» **Data records**
//! Platform HTTP client: cookie jar, user-agent, IP-family policy, and the
//! typed calls the core needs. Grounded on the reference client's
//! `bilibili` package — anonymous viewer, no authenticated session.

use rec_protocol::{BaseResponse, DanmakuServerInfoData, RoomProfileData, StreamingUrlInfoData};
use reqwest::cookie::CookieStore;
use std::sync::Arc;

use crate::net_probe::{is_family_dial_error, NetProbe, NetworkType};

const USER_AGENT: &str =
    "Mozilla/5.0 (Windows NT 10.0; Win64; x64) AppleWebKit/537.36 (KHTML, like Gecko) recorder";

const ROOM_PROFILE_URL: &str =
    "https://api.live.bilibili.com/room/v1/Room/get_info";
const STREAMING_URL_URL: &str =
    "https://api.live.bilibili.com/room/v1/Room/playUrl";
const DANMAKU_SERVER_INFO_URL: &str =
    "https://api.live.bilibili.com/xlive/web-room/v1/index/getDanmuInfo";
const DEVICE_COOKIE_URL: &str = "https://data.bilibili.com/v/";

/// A stateful HTTP client for one recording task: cookie jar, user-agent,
/// IP-family policy, all bound together under one cancellation scope by
/// its caller (the `PlatformClient` itself holds no scope; callers race
/// its futures against the task's cancellation token).
pub struct PlatformClient {
    cookie_jar: Arc<reqwest::cookie::Jar>,
    probe: NetProbe,
}

impl PlatformClient {
    pub fn new(allowed_network_types: Vec<NetworkType>) -> Self {
        PlatformClient {
            cookie_jar: Arc::new(reqwest::cookie::Jar::default()),
            probe: NetProbe::new(allowed_network_types),
        }
    }

    /// Issue a throwaway GET that exists solely to populate the cookie jar
    /// with a `buvid3` device-id cookie.
    pub async fn obtain_device_cookie(&self) -> Result<(), PlatformError> {
        let url: reqwest::Url = DEVICE_COOKIE_URL.parse().map_err(|e| {
            PlatformError::RequestConstruction(format!("bad device cookie URL: {e}"))
        })?;
        self.execute_across_families(|client| {
            let url = url.clone();
            Box::pin(async move { client.get(url).send().await })
        })
        .await?;

        if self.buvid3().is_none() {
            return Err(PlatformError::RequestConstruction(
                "device cookie endpoint did not set buvid3".to_owned(),
            ));
        }
        Ok(())
    }

    /// The `buvid3` cookie value, if the jar has one.
    pub fn buvid3(&self) -> Option<String> {
        let url: reqwest::Url = DEVICE_COOKIE_URL.parse().ok()?;
        self.cookie_jar
            .cookies(&url)
            .and_then(|header| {
                header
                    .to_str()
                    .ok()
                    .and_then(|s| {
                        s.split(';').find_map(|kv| {
                            let (k, v) = kv.trim().split_once('=')?;
                            (k == "buvid3").then(|| v.to_owned())
                        })
                    })
            })
    }

    pub async fn get_room_profile(&self, room_id: u64) -> Result<RoomProfileData, PlatformError> {
        let url: reqwest::Url = format!("{ROOM_PROFILE_URL}?room_id={room_id}")
            .parse()
            .map_err(|e| PlatformError::RequestConstruction(format!("{e}")))?;
        self.get_envelope(url).await
    }

    pub async fn get_streaming_info(
        &self,
        room_id: u64,
    ) -> Result<StreamingUrlInfoData, PlatformError> {
        let url: reqwest::Url = format!("{STREAMING_URL_URL}?cid={room_id}&qn=10000&platform=web")
            .parse()
            .map_err(|e| PlatformError::RequestConstruction(format!("{e}")))?;
        self.get_envelope(url).await
    }

    pub async fn get_danmaku_server_info(
        &self,
        room_id: u64,
    ) -> Result<DanmakuServerInfoData, PlatformError> {
        let url: reqwest::Url = format!("{DANMAKU_SERVER_INFO_URL}?id={room_id}")
            .parse()
            .map_err(|e| PlatformError::RequestConstruction(format!("{e}")))?;
        self.get_envelope(url).await
    }

    /// Open an HTTP GET to `media_url` with a room-derived Referer header.
    /// A 404 response is translated to `Err(PlatformError::RoomNotOpen)`;
    /// any other non-200 is `PlatformError::Http`.
    pub async fn open_media_stream(
        &self,
        room_id: u64,
        media_url: &str,
    ) -> Result<reqwest::Response, PlatformError> {
        if !(media_url.starts_with("http://") || media_url.starts_with("https://")) {
            return Err(PlatformError::RequestConstruction(format!(
                "media URL missing http(s) prefix: {media_url}"
            )));
        }
        let referer = format!("https://live.bilibili.com/blanc/{room_id}?liteVersion=true");
        let url: reqwest::Url = media_url
            .parse()
            .map_err(|e| PlatformError::RequestConstruction(format!("{e}")))?;

        let response = self
            .execute_across_families(|client| {
                let url = url.clone();
                let referer = referer.clone();
                Box::pin(async move { client.get(url).header("Referer", referer).send().await })
            })
            .await?;

        if response.status() == reqwest::StatusCode::NOT_FOUND {
            return Err(PlatformError::RoomNotOpen);
        }
        if !response.status().is_success() {
            return Err(PlatformError::Http(response.status().as_u16()));
        }
        Ok(response)
    }

    /// Upgrade to a WebSocket on `url`, reusing this client's cookie jar.
    pub async fn open_notify_channel(
        &self,
        url: &str,
    ) -> Result<
        tokio_tungstenite::WebSocketStream<
            tokio_tungstenite::MaybeTlsStream<tokio::net::TcpStream>,
        >,
        PlatformError,
    > {
        use tokio_tungstenite::tungstenite::client::IntoClientRequest;

        let mut request = url
            .into_client_request()
            .map_err(|e| PlatformError::RequestConstruction(format!("invalid ws url: {e}")))?;

        if let Some(cookie_url) = DEVICE_COOKIE_URL.parse::<reqwest::Url>().ok() {
            if let Some(header) = self.cookie_jar.cookies(&cookie_url) {
                if let Ok(value) = header.to_str() {
                    if let Ok(header_value) = value.parse() {
                        request.headers_mut().insert("Cookie", header_value);
                    }
                }
            }
        }

        let (ws, _response) = tokio_tungstenite::connect_async(request)
            .await
            .map_err(|e| PlatformError::Dial(e.to_string()))?;
        Ok(ws)
    }

    // -----------------------------------------------------------------------
    // Internal helpers
    // -----------------------------------------------------------------------

    async fn get_envelope<T: serde::de::DeserializeOwned>(
        &self,
        url: reqwest::Url,
    ) -> Result<T, PlatformError> {
        let response = self
            .execute_across_families(|client| {
                let url = url.clone();
                Box::pin(async move { client.get(url).send().await })
            })
            .await?;

        if !response.status().is_success() {
            return Err(PlatformError::Http(response.status().as_u16()));
        }

        let envelope: BaseResponse<T> = response
            .json()
            .await
            .map_err(|e| PlatformError::Dial(e.to_string()))?;

        if !envelope.is_ok() {
            return Err(PlatformError::Protocol(envelope.code, envelope.message));
        }
        envelope
            .data
            .ok_or_else(|| PlatformError::Protocol(envelope.code, "empty data field".to_owned()))
    }

    /// Try each dial strategy from the net-probe in order, advancing past
    /// address-family/dial errors; a success short-circuits the sequence.
    async fn execute_across_families<F>(&self, make_request: F) -> Result<reqwest::Response, PlatformError>
    where
        F: for<'a> Fn(
            &'a reqwest::Client,
        ) -> std::pin::Pin<
            Box<dyn std::future::Future<Output = Result<reqwest::Response, reqwest::Error>> + Send + 'a>,
        >,
    {
        let strategies = self
            .probe
            .dial_strategies(USER_AGENT, &self.cookie_jar)
            .map_err(|e| PlatformError::RequestConstruction(e.to_string()))?;

        let mut last_err = None;
        for strategy in &strategies {
            match make_request(&strategy.client).await {
                Ok(response) => return Ok(response),
                Err(e) if is_family_dial_error(&e) => {
                    last_err = Some(e);
                    continue;
                }
                Err(e) => return Err(PlatformError::Dial(e.to_string())),
            }
        }
        Err(PlatformError::Dial(
            last_err.map(|e| e.to_string()).unwrap_or_else(|| "no dial strategies available".to_owned()),
        ))
    }
}

#[derive(Debug)]
pub enum PlatformError {
    /// Programmer error: malformed URL or header. Not retriable.
    RequestConstruction(String),
    /// Dial/transport failure, retriable across family preferences.
    Dial(String),
    /// Non-200 HTTP status.
    Http(u16),
    /// Non-zero envelope code.
    Protocol(i64, String),
    /// 404 on a media GET: the room is not currently streaming.
    RoomNotOpen,
}

impl std::fmt::Display for PlatformError {
    fn fmt(&self, f: &mut std::fmt::Formatter<'_>) -> std::fmt::Result {
        match self {
            PlatformError::RequestConstruction(s) => write!(f, "request construction error: {s}"),
            PlatformError::Dial(s) => write!(f, "dial/transport error: {s}"),
            PlatformError::Http(status) => write!(f, "unexpected HTTP status: {status}"),
            PlatformError::Protocol(code, message) => {
                write!(f, "protocol error: code={code} message={message}")
            }
            PlatformError::RoomNotOpen => write!(f, "room not open / not streaming"),
        }
    }
}

impl std::error::Error for PlatformError {}
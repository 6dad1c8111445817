//! File-naming policy: derives the recording's base name from room title
//! and wall-clock time, resolves the extension from the media URL, and
//! handles the optional "write under .partial, rename on completion" flow.

use chrono::Local;
use std::path::{Path, PathBuf};

const FALLBACK_EXTENSION: &str = "flv";
const PARTIAL_EXTENSION: &str = "partial";

/// `"<title>_YYYY-MM-DD-hh-mm-ss"`, using the local wall clock at call time.
pub fn base_name(title: &str) -> String {
    let now = Local::now();
    format!("{title}_{}", now.format("%Y-%m-%d-%H-%M-%S"))
}

/// Extension from the media URL's final path segment after the last `.`,
/// discarding any query string. Falls back to `"flv"`.
pub fn extension_from_url(media_url: &str) -> String {
    let without_query = media_url.split('?').next().unwrap_or(media_url);
    let last_segment = without_query.rsplit('/').next().unwrap_or(without_query);
    match last_segment.rsplit_once('.') {
        Some((_, ext)) if !ext.is_empty() => ext.to_owned(),
        _ => FALLBACK_EXTENSION.to_owned(),
    }
}

/// Resolves the path the copier should write to, plus the final path it
/// should end up at once the attempt completes gracefully.
///
/// When `use_partial` is set, the write path carries the `.partial`
/// extension and differs from the final path; otherwise both are the
/// same path and no rename is ever needed.
pub struct ResolvedPaths {
    pub write_path: PathBuf,
    pub final_path: PathBuf,
    pub needs_rename: bool,
}

pub fn resolve_paths(save_directory: &Path, base: &str, resolved_ext: &str, use_partial: bool) -> ResolvedPaths {
    let final_path = save_directory.join(format!("{base}.{resolved_ext}"));
    if use_partial {
        let write_path = save_directory.join(format!("{base}.{PARTIAL_EXTENSION}"));
        ResolvedPaths {
            write_path,
            final_path,
            needs_rename: true,
        }
    } else {
        ResolvedPaths {
            write_path: final_path.clone(),
            final_path,
            needs_rename: false,
        }
    }
}

/// Atomically rename the partial file to its resolved extension. Only
/// called when the file was actually created and the attempt completed
/// gracefully; skipped on every other exit path, including cancellation
/// and errors.
pub fn rename_to_final(write_path: &Path, final_path: &Path) -> std::io::Result<()> {
    std::fs::rename(write_path, final_path)
}

#[cfg(test)]
mod tests {
    use super::*;

    #[test]
    fn extension_from_url_strips_query_string() {
        assert_eq!(extension_from_url("https://cdn.example/live.flv?x=1"), "flv");
    }

    #[test]
    fn extension_from_url_falls_back_when_no_dot_in_last_segment() {
        assert_eq!(extension_from_url("https://cdn.example/live"), "flv");
    }

    #[test]
    fn extension_from_url_handles_non_flv_extensions() {
        assert_eq!(extension_from_url("https://cdn.example/chunk.m3u8?t=2"), "m3u8");
    }

    #[test]
    fn resolve_paths_uses_partial_extension_when_enabled() {
        let dir = PathBuf::from("/recordings");
        let resolved = resolve_paths(&dir, "room_2026-01-01-00-00-00", "flv", true);
        assert_eq!(
            resolved.write_path,
            PathBuf::from("/recordings/room_2026-01-01-00-00-00.partial")
        );
        assert_eq!(
            resolved.final_path,
            PathBuf::from("/recordings/room_2026-01-01-00-00-00.flv")
        );
        assert!(resolved.needs_rename);
    }

    #[test]
    fn resolve_paths_skips_rename_when_partial_disabled() {
        let dir = PathBuf::from("/recordings");
        let resolved = resolve_paths(&dir, "room_x", "flv", false);
        assert_eq!(resolved.write_path, resolved.final_path);
        assert!(!resolved.needs_rename);
    }

    #[test]
    fn rename_moves_partial_file_to_final_name() {
        let dir = tempfile::tempdir().unwrap();
        let partial = dir.path().join("out.partial");
        let final_path = dir.path().join("out.flv");
        std::fs::write(&partial, b"data").unwrap();

        rename_to_final(&partial, &final_path).unwrap();

        assert!(!partial.exists());
        assert_eq!(std::fs::read(&final_path).unwrap(), b"data");
    }
}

» **TASK ITEM**
Print, without alteration, only the lines above between the one holding "-> Result<DanmakuServerInfoData, PlatformError>" and the one holding "if response.status() == reqwest::StatusCode::NOT_FOUND", inclusive.

» **RESULT FOR THIS TASK**
    ) -> Result<DanmakuServerInfoData, PlatformError> {
        let url: reqwest::Url = format!("{DANMAKU_SERVER_INFO_URL}?id={room_id}")
            .parse()
            .map_err(|e| PlatformError::RequestConstruction(format!("{e}")))?;
        self.get_envelope(url).await
    }

    /// Open an HTTP GET to `media_url` with a room-derived Referer header.
    /// A 404 response is translated to `Err(PlatformError::RoomNotOpen)`;
    /// any other non-200 is `PlatformError::Http`.
    pub async fn open_media_stream(
        &self,
        room_id: u64,
        media_url: &str,
    ) -> Result<reqwest::Response, PlatformError> {
        if !(media_url.starts_with("http://") || media_url.starts_with("https://")) {
            return Err(PlatformError::RequestConstruction(format!(
                "media URL missing http(s) prefix: {media_url}"
            )));
        }
        let referer = format!("https://live.bilibili.com/blanc/{room_id}?liteVersion=true");
        let url: reqwest::Url = media_url
            .parse()
            .map_err(|e| PlatformError::RequestConstruction(format!("{e}")))?;

        let response = self
            .execute_across_families(|client| {
                let url = url.clone();
                let referer = referer.clone();
                Box::pin(async move { client.get(url).header("Referer", referer).send().await })
            })
            .await?;

        if response.status() == reqwest::StatusCode::NOT_FOUND {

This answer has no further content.